At Essex today within a 5 second period of contemplation, I went from walking around the farm, clipboard in hand, to straddling a bucket of chicken innards, hands deep in a fleshy bird.

Instructions:

  1.  Detach the tendons from the neck.
  2.  Find the bulbous sack towards the neck and pull it out. Ask for help because said sack seems absent entirely. Cut the excess skin off the neck.
  3. Turn the chicken over.  Make a slice below the tailbone. Pretend you are a surgeon making a delicate incision and then quickly realize you’re not helping humans but gutting a bird that’s just been killed.

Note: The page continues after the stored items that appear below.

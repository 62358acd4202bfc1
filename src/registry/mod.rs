mod cleanup;
mod prepare;

pub(crate) use cleanup::cleanup;
pub(crate) use cleanup::CleanupKind;
pub(crate) use prepare::prepare;
pub(crate) use prepare::PrepareKind;
pub(crate) use prepare::PreparedInput;

use crate::call::{CibMessage, CibStatus};
use crate::store::{self, CibStore, OpOutput};

pub(crate) type ExecuteFn = fn(&mut CibStore, &CibMessage, &PreparedInput) -> Result<OpOutput, CibStatus>;

#[derive(Copy, Clone, Debug, PartialEq, Eq, Hash)]
pub(crate) enum OperationId {
    Query,
    Modify,
    ApplyDiff,
    Replace,
    Create,
    Delete,
    Sync,
    Bump,
    Erase,
    Noop,
    DeleteAbsolute,
    Upgrade,
    Slave,
    SlaveAll,
    SyncOne,
    Master,
    IsMaster,
    ShutdownRequest,
    Quit,
    Ping,
}

/// OperationDescriptor says what an operation may do and how to run it. Prepare, execute and
/// cleanup of one operation are always looked up together.
pub(crate) struct OperationDescriptor {
    pub(crate) id: OperationId,
    pub(crate) name: &'static str,
    pub(crate) modifies: bool,
    pub(crate) needs_privilege: bool,
    pub(crate) prepare: PrepareKind,
    pub(crate) cleanup: CleanupKind,
    pub(crate) execute: ExecuteFn,
}

impl OperationDescriptor {
    /// Role changes are the only privileged writes a slave accepts from clients.
    pub(crate) fn is_role_change(&self) -> bool {
        matches!(
            self.id,
            OperationId::Master | OperationId::Slave | OperationId::SlaveAll | OperationId::IsMaster
        )
    }
}

impl std::fmt::Debug for OperationDescriptor {
    fn fmt(&self, f: &mut std::fmt::Formatter<'_>) -> std::fmt::Result {
        write!(f, "{}", self.name)
    }
}

macro_rules! operation {
    ($id:ident, $name:expr, $modifies:expr, $privileged:expr, $prepare:ident, $cleanup:ident, $execute:path) => {
        OperationDescriptor {
            id: OperationId::$id,
            name: $name,
            modifies: $modifies,
            needs_privilege: $privileged,
            prepare: PrepareKind::$prepare,
            cleanup: CleanupKind::$cleanup,
            execute: $execute,
        }
    };
}

#[rustfmt::skip]
static OPERATIONS: [OperationDescriptor; 20] = [
    //         id               name                modifies priv   prepare cleanup
    operation!(Query,           "query",            false, false, None, Query,  store::process_query),
    operation!(Modify,          "modify",           true,  true,  Data, Data,   store::process_modify),
    operation!(ApplyDiff,       "apply-diff",       true,  true,  Diff, Data,   store::process_apply_diff),
    operation!(Replace,         "replace",          true,  true,  Data, Data,   store::process_replace),
    operation!(Create,          "create",           true,  true,  Data, Data,   store::process_create),
    operation!(Delete,          "delete",           true,  true,  Data, Data,   store::process_delete),
    operation!(Sync,            "sync",             false, true,  Sync, Sync,   store::process_sync),
    operation!(Bump,            "bump",             true,  true,  None, Output, store::process_bump),
    operation!(Erase,           "erase",            true,  true,  None, Output, store::process_erase),
    operation!(Noop,            "noop",             false, false, None, None,   store::process_noop),
    operation!(DeleteAbsolute,  "delete-absolute",  true,  true,  Data, Data,   store::process_delete_absolute),
    operation!(Upgrade,         "upgrade",          true,  true,  None, Output, store::process_upgrade),
    operation!(Slave,           "slave",            false, true,  None, None,   store::process_readwrite),
    operation!(SlaveAll,        "slave-all",        false, true,  None, None,   store::process_readwrite),
    operation!(SyncOne,         "sync-one",         false, true,  Sync, Sync,   store::process_sync_one),
    operation!(Master,          "master",           true,  true,  Data, Data,   store::process_readwrite),
    operation!(IsMaster,        "is-master",        false, true,  None, None,   store::process_readwrite),
    operation!(ShutdownRequest, "shutdown-request", false, true,  Sync, Sync,   store::process_shutdown_req),
    operation!(Quit,            "quit",             false, true,  None, None,   store::process_quit),
    operation!(Ping,            "ping",             false, false, None, Output, store::process_ping),
];

#[derive(Debug, PartialEq, thiserror::Error)]
pub(crate) enum RegistryError {
    #[error("Unknown operation '{0}'")]
    UnknownOperation(String),
    #[error("Operation '{0}' needs a privileged caller")]
    NotAuthorized(&'static str),
}

impl From<RegistryError> for CibStatus {
    fn from(e: RegistryError) -> Self {
        match e {
            RegistryError::UnknownOperation(_) => CibStatus::UnknownOperation,
            RegistryError::NotAuthorized(_) => CibStatus::NotAuthorized,
        }
    }
}

/// Exact, case-sensitive lookup.
pub(crate) fn resolve(name: &str) -> Result<&'static OperationDescriptor, RegistryError> {
    OPERATIONS
        .iter()
        .find(|op| op.name == name)
        .ok_or_else(|| RegistryError::UnknownOperation(name.to_string()))
}

/// Quorum is not checked, `quorum_override` has nothing to override.
pub(crate) fn authorize(op: &OperationDescriptor, caller_is_privileged: bool) -> Result<(), RegistryError> {
    if op.needs_privilege && !caller_is_privileged {
        return Err(RegistryError::NotAuthorized(op.name));
    }
    Ok(())
}

#[cfg(test)]
mod tests {
    use super::*;

    #[test]
    fn every_name_resolves_to_its_own_row() {
        for op in OPERATIONS.iter() {
            assert_eq!(resolve(op.name).map(|d| d.id), Ok(op.id));
        }
    }

    #[test]
    fn lookup_is_exact() {
        assert!(resolve("query").is_ok());
        assert_eq!(
            resolve("Query").map(|d| d.id),
            Err(RegistryError::UnknownOperation("Query".into()))
        );
        assert!(resolve("cib_query").is_err());
        assert!(resolve("").is_err());
    }

    #[test]
    fn unprivileged_callers_only_get_reads() {
        let query = resolve("query").unwrap();
        let modify = resolve("modify").unwrap();

        assert!(authorize(query, false).is_ok());
        assert_eq!(authorize(modify, false), Err(RegistryError::NotAuthorized("modify")));
        assert!(authorize(modify, true).is_ok());
    }

    #[test]
    fn flags_match_operation_semantics() {
        let op = |name| resolve(name).unwrap();

        assert!(op("bump").modifies);
        assert!(!op("query").modifies);
        assert!(op("sync-one").needs_privilege);
        assert!(!op("ping").needs_privilege);
        assert!(op("master").is_role_change());
        assert!(!op("replace").is_role_change());
    }
}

Feel guilty. Don’t cut too deep or you’ll burst the intestines or gallbladder or both. Oops. Feel guilty again.
  4. Reach your hand into the slit and remove the organs. Worry about bursting more organs and ask for help. Hold a tiny chicken heart in your hand and feel bizarrely numb and mesmerized and melodramatic. Think you’ve removed them all and then somehow find more… is that a lung? Realize before this moment you've never conceptualized the inside of a chicken and are somehow surprised they’re not hollow but rather filled with an intricate arrangement of organs that you’ve now made into a mangled mess.
  5. Slice a hole in the skin above the tailbone. Tuck the legs into the hole. Wash the bird. Let soak in the water bath. Repeat…?
  6. Stare at the vivid blood spattered wall beneath the chicken killing cone devices (is there a word for these?); it’s so red and thick and horrifying and fascinating and you realize what it feels like to not be able to look away.